Nylon-6 is prepared from the monomer caprolactam which is obtained from cyclohexane (petrochemical). Since caprolactam is more easily available, it is used for polymerization which is carried out in the presence of water that first hydrolyzes the caprolactam to the amino acid. Subsequently, the amino group of the amino acid can react with caprolactam to form the polyamide polymer.
Filaments of Nylon-6 are obtained by melt-spinning of the polymer. The fibers are cooled by a stream of air.
Uses of nylon-:
- Bill Pittendreigh, DuPont, and other individuals and corporations worked diligently during the first few months of World War II to find a way to replace Asian silk and hemp with nylon in parachutes.
- It is also used to make tires, tents, ropes, ponchos, and other military supplies.
- Nylon can be used as the matrix material in composite materials, with reinforcing fibers like glass or carbon fiber; such a composite has a higher density than pure nylon. Such thermoplastic composites (25% to 30% glass fiber) are frequently used in car components next to the engine, such as intake manifolds, where the good heat resistance of such materials makes them feasible competitors to metals.

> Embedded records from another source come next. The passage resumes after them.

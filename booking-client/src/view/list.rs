use std::time::Duration;

use tokio::sync::watch;

use crate::FetchError;
use crate::filter::{FilteredView, Searchable};
use crate::pipeline::FilteredList;
use crate::store::{Entity, EntityQuery, Selection};

/// Searchable entity list shared by every list screen
///
/// Owns the filter pipeline; destroying the view (or dropping it) stops it.
pub struct ListView<E: Entity> {
    query: EntityQuery<E>,
    filtered: FilteredList<E>,
}

impl<E: Entity + Searchable> ListView<E> {
    pub fn new(name: &'static str, query: EntityQuery<E>, debounce: Duration) -> Self {
        let filtered = FilteredList::spawn(name, &query, debounce);
        Self { query, filtered }
    }
}

impl<E: Entity> ListView<E> {
    pub fn on_search(&self, term: impl Into<String>) {
        self.filtered.on_search(term);
    }

    pub fn current_search_term(&self) -> String {
        self.filtered.current_search_term()
    }

    /// Entities currently passing the filter
    pub fn visible(&self) -> Vec<E> {
        self.filtered.visible().items
    }

    pub fn view(&self) -> FilteredView<E> {
        self.filtered.visible()
    }

    pub fn subscribe(&self) -> watch::Receiver<FilteredView<E>> {
        self.filtered.subscribe()
    }

    pub fn is_loading(&self) -> bool {
        self.query.is_loading()
    }

    pub fn error(&self) -> Option<FetchError> {
        self.query.get_error()
    }

    pub fn select_loading(&self) -> Selection<E, bool> {
        self.query.select_loading()
    }

    pub fn select_error(&self) -> Selection<E, Option<FetchError>> {
        self.query.select_error()
    }

    pub fn query(&self) -> &EntityQuery<E> {
        &self.query
    }

    pub fn destroy(&self) {
        self.filtered.destroy();
    }

    pub fn is_destroyed(&self) -> bool {
        self.filtered.is_destroyed()
    }
}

- It is used as elastomers
- It is used as plastics
- It is used in toys.
Various nylons break down in fire and form hazardous smoke, and toxic fumes or ash, typically containing hydrogen cyanide. Incinerating nylons to recover the high energy used to create them is usually expensive, so most nylons reach the garbage dumps, decaying very slowly. Some recycling is done on nylon, usually creating pellets for reuse in the industry.